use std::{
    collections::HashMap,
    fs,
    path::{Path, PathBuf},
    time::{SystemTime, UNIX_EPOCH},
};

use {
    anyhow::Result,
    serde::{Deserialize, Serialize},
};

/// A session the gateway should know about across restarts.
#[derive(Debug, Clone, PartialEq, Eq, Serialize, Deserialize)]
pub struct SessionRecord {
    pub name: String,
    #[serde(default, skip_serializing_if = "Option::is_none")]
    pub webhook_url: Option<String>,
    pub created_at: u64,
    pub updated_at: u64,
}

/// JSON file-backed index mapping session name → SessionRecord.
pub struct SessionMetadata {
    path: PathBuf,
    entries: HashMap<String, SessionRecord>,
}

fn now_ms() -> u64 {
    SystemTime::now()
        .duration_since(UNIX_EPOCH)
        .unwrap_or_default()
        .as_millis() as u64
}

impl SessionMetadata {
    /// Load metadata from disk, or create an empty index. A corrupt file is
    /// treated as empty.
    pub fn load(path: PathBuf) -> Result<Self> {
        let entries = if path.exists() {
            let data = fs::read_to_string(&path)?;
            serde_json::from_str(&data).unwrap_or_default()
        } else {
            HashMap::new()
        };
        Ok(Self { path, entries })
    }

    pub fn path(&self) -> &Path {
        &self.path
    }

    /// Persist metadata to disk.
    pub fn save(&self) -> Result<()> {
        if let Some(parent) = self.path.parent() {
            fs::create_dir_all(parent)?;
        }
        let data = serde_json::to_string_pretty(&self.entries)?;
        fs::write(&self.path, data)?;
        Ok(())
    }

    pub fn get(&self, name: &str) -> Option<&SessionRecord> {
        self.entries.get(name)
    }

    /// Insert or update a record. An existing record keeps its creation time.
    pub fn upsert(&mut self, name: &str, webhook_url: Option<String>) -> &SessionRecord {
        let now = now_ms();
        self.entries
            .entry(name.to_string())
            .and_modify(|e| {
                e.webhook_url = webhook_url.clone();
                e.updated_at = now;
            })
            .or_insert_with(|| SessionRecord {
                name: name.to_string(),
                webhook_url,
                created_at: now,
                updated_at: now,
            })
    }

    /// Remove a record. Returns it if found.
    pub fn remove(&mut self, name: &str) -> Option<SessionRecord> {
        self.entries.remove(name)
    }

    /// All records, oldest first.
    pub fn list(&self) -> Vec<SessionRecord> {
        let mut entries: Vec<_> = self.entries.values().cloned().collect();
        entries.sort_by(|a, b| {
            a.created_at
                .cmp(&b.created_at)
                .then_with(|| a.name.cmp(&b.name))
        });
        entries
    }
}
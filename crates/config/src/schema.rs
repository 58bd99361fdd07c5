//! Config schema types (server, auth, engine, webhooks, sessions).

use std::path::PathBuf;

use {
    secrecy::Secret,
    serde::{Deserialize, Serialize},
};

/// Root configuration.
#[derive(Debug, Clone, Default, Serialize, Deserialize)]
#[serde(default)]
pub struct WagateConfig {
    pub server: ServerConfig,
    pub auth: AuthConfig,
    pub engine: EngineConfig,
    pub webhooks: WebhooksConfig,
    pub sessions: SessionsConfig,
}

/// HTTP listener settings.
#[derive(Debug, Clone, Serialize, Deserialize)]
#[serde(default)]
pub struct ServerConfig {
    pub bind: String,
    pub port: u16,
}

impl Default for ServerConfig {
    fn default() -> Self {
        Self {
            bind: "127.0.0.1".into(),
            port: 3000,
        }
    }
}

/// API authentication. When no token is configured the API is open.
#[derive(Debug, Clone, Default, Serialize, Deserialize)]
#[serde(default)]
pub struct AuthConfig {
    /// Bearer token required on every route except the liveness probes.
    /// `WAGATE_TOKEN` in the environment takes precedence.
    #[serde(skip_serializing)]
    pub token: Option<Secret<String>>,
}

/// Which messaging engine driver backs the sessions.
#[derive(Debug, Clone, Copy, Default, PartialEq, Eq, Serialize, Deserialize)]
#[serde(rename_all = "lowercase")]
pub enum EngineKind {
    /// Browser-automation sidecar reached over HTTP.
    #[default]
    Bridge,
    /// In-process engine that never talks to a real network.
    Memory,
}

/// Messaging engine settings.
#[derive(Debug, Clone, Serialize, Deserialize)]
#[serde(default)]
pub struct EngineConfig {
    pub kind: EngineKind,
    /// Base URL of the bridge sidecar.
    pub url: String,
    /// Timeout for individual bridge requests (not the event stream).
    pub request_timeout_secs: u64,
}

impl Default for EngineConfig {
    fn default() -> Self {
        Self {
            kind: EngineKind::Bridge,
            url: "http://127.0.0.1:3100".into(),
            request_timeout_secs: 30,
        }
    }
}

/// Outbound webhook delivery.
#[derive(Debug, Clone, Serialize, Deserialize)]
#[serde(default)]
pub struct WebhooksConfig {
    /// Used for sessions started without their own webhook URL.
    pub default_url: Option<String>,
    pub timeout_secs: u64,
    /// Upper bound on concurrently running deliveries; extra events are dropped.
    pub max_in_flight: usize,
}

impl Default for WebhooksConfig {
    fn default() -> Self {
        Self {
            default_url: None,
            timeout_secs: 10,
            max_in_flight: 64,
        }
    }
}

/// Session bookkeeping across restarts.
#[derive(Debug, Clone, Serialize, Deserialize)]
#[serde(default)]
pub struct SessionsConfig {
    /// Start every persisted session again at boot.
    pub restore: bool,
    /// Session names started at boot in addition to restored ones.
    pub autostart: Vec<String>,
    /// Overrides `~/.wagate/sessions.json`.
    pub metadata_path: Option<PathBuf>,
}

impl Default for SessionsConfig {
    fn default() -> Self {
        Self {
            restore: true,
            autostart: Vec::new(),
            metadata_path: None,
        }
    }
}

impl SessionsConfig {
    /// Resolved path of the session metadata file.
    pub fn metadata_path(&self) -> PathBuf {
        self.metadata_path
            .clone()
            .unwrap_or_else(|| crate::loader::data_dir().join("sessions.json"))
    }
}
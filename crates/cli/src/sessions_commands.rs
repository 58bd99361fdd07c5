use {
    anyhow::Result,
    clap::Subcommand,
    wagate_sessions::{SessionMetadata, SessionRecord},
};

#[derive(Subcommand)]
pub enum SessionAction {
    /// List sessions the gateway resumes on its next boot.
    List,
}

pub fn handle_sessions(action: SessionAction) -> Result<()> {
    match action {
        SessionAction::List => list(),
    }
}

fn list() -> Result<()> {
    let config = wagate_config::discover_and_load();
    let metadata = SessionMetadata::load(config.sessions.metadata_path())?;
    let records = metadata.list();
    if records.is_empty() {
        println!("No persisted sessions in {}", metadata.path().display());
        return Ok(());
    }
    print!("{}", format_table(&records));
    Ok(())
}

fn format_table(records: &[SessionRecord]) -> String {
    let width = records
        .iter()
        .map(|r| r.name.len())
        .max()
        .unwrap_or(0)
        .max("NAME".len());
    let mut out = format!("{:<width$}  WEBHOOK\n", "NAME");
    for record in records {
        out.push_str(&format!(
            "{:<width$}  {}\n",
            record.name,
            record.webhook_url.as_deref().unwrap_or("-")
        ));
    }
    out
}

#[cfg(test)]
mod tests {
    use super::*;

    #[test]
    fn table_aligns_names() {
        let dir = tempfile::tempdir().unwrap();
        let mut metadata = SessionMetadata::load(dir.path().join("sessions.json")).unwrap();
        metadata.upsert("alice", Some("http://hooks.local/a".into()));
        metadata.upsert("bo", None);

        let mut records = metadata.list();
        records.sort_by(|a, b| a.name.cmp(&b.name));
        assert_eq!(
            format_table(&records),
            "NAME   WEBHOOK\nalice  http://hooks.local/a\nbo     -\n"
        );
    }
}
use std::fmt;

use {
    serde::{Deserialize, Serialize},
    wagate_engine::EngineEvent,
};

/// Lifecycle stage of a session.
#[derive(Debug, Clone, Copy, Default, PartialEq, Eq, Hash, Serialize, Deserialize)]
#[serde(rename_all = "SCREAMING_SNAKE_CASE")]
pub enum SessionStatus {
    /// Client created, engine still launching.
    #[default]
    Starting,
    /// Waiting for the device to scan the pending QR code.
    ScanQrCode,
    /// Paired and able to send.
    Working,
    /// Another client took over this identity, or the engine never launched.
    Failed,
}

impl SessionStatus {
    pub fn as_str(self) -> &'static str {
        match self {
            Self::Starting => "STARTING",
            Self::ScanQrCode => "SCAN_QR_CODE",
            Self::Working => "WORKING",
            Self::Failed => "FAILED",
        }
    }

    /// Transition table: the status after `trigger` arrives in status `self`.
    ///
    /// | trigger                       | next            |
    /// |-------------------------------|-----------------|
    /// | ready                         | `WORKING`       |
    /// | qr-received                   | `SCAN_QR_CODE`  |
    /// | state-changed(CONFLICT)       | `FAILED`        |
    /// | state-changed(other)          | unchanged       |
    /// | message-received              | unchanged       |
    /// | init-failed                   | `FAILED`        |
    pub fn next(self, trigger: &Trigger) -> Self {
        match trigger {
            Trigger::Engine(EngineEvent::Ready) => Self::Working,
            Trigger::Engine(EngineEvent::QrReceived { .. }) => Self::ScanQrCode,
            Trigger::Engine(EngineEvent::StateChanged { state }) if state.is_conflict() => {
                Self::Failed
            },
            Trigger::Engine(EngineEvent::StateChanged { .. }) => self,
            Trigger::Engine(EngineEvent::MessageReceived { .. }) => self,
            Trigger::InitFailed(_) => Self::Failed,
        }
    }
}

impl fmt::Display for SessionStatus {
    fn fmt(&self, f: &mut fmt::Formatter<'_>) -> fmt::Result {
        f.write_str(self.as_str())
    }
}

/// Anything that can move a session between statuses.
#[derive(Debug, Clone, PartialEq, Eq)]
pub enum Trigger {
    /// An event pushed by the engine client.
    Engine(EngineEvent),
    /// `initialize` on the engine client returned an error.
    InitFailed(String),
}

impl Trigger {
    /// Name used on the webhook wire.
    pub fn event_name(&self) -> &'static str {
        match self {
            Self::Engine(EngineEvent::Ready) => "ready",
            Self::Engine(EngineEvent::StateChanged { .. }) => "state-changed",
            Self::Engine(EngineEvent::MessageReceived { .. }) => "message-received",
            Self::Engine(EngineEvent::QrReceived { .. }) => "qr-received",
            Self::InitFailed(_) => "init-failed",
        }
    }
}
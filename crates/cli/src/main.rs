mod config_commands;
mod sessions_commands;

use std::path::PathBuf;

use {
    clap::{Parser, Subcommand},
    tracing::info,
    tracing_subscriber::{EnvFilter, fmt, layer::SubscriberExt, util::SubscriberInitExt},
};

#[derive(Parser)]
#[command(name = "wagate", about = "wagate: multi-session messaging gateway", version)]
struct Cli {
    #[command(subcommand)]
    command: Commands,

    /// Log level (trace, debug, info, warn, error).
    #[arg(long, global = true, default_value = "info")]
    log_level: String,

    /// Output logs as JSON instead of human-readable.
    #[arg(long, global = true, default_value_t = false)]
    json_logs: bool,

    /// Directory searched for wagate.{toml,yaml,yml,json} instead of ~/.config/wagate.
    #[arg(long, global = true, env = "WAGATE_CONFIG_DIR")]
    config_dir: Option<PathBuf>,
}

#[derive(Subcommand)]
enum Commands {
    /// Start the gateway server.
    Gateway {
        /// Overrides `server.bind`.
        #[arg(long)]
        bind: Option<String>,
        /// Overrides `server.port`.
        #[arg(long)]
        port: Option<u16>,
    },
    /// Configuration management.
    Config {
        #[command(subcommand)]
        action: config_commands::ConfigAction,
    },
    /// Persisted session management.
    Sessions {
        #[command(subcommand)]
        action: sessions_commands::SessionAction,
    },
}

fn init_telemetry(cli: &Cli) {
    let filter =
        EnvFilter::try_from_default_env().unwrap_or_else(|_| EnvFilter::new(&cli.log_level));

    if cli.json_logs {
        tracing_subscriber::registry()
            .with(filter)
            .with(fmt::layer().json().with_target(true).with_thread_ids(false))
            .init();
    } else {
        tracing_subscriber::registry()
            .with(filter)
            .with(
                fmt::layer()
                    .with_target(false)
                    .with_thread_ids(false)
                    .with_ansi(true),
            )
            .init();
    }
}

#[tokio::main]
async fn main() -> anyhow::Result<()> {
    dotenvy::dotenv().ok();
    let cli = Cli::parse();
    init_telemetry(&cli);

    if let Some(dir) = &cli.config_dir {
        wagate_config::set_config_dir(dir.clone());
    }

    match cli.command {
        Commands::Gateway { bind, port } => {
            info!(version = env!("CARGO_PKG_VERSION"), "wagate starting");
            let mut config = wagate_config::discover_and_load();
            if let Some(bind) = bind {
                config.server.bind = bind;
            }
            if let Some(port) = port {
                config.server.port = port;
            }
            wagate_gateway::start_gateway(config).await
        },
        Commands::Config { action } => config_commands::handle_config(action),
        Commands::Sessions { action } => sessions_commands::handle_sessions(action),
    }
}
+-------+
About this exercise: Check the lines above and copy each one that includes "disk".

Response box:
    /// Load metadata from disk, or create an empty index. A corrupt file is
    /// Persist metadata to disk.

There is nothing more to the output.